Input data ▸

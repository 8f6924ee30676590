mod config;
mod error;
mod logging;

use std::future::Future;
use std::io::{self, Write};
use std::path::{Path, PathBuf};

use clap::Parser;
use mcp::Server;
use runtime::{OllamaBackend, Session, ToolOutcome, ToolRecord};
use tokio::io::{AsyncBufRead, AsyncBufReadExt, BufReader, Lines};
use tracing::{error, info};

use config::Config;
use error::{Error, Result};

const CONFIG_FILE: &str = "tiller.toml";

#[derive(Parser)]
#[command(name = "tiller")]
#[command(about = "Chat with a local model that can call MCP tools", long_about = None)]
#[command(version)]
struct Cli {
    /// Path to the MCP tool-server executable
    server: String,

    /// Ollama model to use
    #[arg(short, long)]
    model: Option<String>,

    /// Config file (defaults to ./tiller.toml when present)
    #[arg(short, long)]
    config: Option<PathBuf>,

    /// Log filter, e.g. "debug" or "mcp=debug" (overrides RUST_LOG)
    #[arg(long)]
    log: Option<String>,
}

#[tokio::main]
async fn main() {
    let cli = Cli::parse();
    logging::init(cli.log.as_deref());

    if let Err(e) = run(cli).await {
        eprintln!("Error: {e}");
        std::process::exit(1);
    }
}

async fn run(cli: Cli) -> Result<()> {
    let config = load_config(cli.config.as_deref())?
        .with_overrides(cli.model, std::env::var("OLLAMA_URL").ok());
    let backend = config.backend()?;
    let server_config = config.server(&cli.server);

    println!("tiller v{}", env!("CARGO_PKG_VERSION"));
    println!("Tool server: {}", server_config.command);
    println!("Model: {}", config.backend.model);

    let mut server = Server::start(server_config).await.map_err(Error::Startup)?;

    // The server is stopped on every path out of the session.
    let outcome = cmd_chat(&mut server, backend).await;
    let stopped = server.stop().await.map_err(Error::Shutdown);

    outcome.and(stopped)
}

async fn cmd_chat(server: &mut Server, backend: OllamaBackend) -> Result<()> {
    let tools = server.discover_tools().await.map_err(Error::Startup)?;
    println!("Connected to MCP server with {} tools available", tools.len());
    for tool in tools {
        println!("  - {}", tool.name);
    }

    let mut session = Session::new(backend, server).with_observer(print_tool_record);
    info!(session = %session.id, "chat started");
    println!("Type 'quit' or Ctrl+D to exit.\n");

    let mut lines = BufReader::new(tokio::io::stdin()).lines();
    let mut stdout = io::stdout();

    loop {
        print!("User: ");
        stdout.flush()?;

        let Some(line) = read_input(&mut lines, tokio::signal::ctrl_c()).await? else {
            break;
        };

        let input = line.trim();
        if input.is_empty() {
            continue;
        }

        let result = tokio::select! {
            result = session.chat(input) => result,
            _ = tokio::signal::ctrl_c() => {
                info!("interrupted during turn");
                break;
            }
        };

        match result {
            Ok(response) => {
                println!("\nAssistant: {response}\n");
            }
            Err(e) => {
                error!("turn failed: {e}");
                eprintln!("Error: {e}\n");
            }
        }
    }

    println!("\nGoodbye!");
    Ok(())
}

/// Read the next line of user input.
///
/// `None` means the session should end: EOF, a quit command, or `interrupt`
/// completing first.
async fn read_input<R>(lines: &mut Lines<R>, interrupt: impl Future) -> io::Result<Option<String>>
where
    R: AsyncBufRead + Unpin,
{
    tokio::select! {
        line = lines.next_line() => Ok(line?.filter(|l| !is_quit(l.trim()))),
        _ = interrupt => {
            info!("interrupted");
            Ok(None)
        }
    }
}

fn is_quit(input: &str) -> bool {
    input.eq_ignore_ascii_case("quit") || input.eq_ignore_ascii_case("exit")
}

fn print_tool_record(record: &ToolRecord) {
    let name = &record.invocation.name;
    match &record.outcome {
        ToolOutcome::Output(output) => println!("  ✓ {name} → {output}"),
        _ => println!("  ✗ {}", record.result_line()),
    }
}

/// Load the explicit config file, or `tiller.toml` if it exists, or defaults.
fn load_config(path: Option<&Path>) -> Result<Config> {
    match path {
        Some(path) => Ok(Config::load(path)?),
        None if Path::new(CONFIG_FILE).exists() => Ok(Config::load(CONFIG_FILE)?),
        None => Ok(Config::default()),
    }
}

#[cfg(test)]
mod tests {
    use super::*;
    use clap::CommandFactory;
    use mcp::ServerConfig;

    #[test]
    fn cli_definition_is_valid() {
        Cli::command().debug_assert();
    }

    #[test]
    fn parses_server_and_model() {
        let cli = Cli::try_parse_from(["tiller", "./mcp-random-server", "--model", "llama3"]).unwrap();
        assert_eq!(cli.server, "./mcp-random-server");
        assert_eq!(cli.model.as_deref(), Some("llama3"));
        assert!(cli.config.is_none());
    }

    #[test]
    fn server_path_is_required() {
        assert!(Cli::try_parse_from(["tiller"]).is_err());
    }

    #[tokio::test]
    async fn read_input_returns_lines_until_quit() {
        let mut lines = BufReader::new(&b"hello\n\nEXIT\nafter\n"[..]).lines();

        let first = read_input(&mut lines, std::future::pending::<()>()).await.unwrap();
        assert_eq!(first.as_deref(), Some("hello"));
        let blank = read_input(&mut lines, std::future::pending::<()>()).await.unwrap();
        assert_eq!(blank.as_deref(), Some(""));
        let quit = read_input(&mut lines, std::future::pending::<()>()).await.unwrap();
        assert!(quit.is_none());
    }

    #[tokio::test]
    async fn read_input_ends_on_eof() {
        let mut lines = BufReader::new(&b""[..]).lines();
        let input = read_input(&mut lines, std::future::pending::<()>()).await.unwrap();
        assert!(input.is_none());
    }

    #[tokio::test]
    async fn read_input_ends_on_interrupt() {
        // The writer stays open, so the read never completes.
        let (_writer, reader) = tokio::io::duplex(64);
        let mut lines = BufReader::new(reader).lines();

        let input = read_input(&mut lines, std::future::ready(())).await.unwrap();
        assert!(input.is_none());
    }

    #[test]
    fn explicit_missing_config_is_an_error() {
        let err = load_config(Some(Path::new("/nonexistent/tiller.toml"))).unwrap_err();
        assert!(matches!(err, Error::Config(_)));
    }

    #[test]
    fn server_config_uses_positional_path() {
        let server: ServerConfig = Config::default().server("./bin/mcp-random-server");
        assert_eq!(server.command, "./bin/mcp-random-server");
        assert_eq!(server.timeout, Some(mcp::DEFAULT_TIMEOUT));
    }
}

Problem ▸
When you reach the line containing "let quit = read_input(&mut" in the data above, retype it and each line after it through the final one, exactly as written.

Output ▸
        let quit = read_input(&mut lines, std::future::pending::<()>()).await.unwrap();
        assert!(quit.is_none());
    }

    #[tokio::test]
    async fn read_input_ends_on_eof() {
        let mut lines = BufReader::new(&b""[..]).lines();
        let input = read_input(&mut lines, std::future::pending::<()>()).await.unwrap();
        assert!(input.is_none());
    }

    #[tokio::test]
    async fn read_input_ends_on_interrupt() {
        // The writer stays open, so the read never completes.
        let (_writer, reader) = tokio::io::duplex(64);
        let mut lines = BufReader::new(reader).lines();

        let input = read_input(&mut lines, std::future::ready(())).await.unwrap();
        assert!(input.is_none());
    }

    #[test]
    fn explicit_missing_config_is_an_error() {
        let err = load_config(Some(Path::new("/nonexistent/tiller.toml"))).unwrap_err();
        assert!(matches!(err, Error::Config(_)));
    }

    #[test]
    fn server_config_uses_positional_path() {
        let server: ServerConfig = Config::default().server("./bin/mcp-random-server");
        assert_eq!(server.command, "./bin/mcp-random-server");
        assert_eq!(server.timeout, Some(mcp::DEFAULT_TIMEOUT));
    }
}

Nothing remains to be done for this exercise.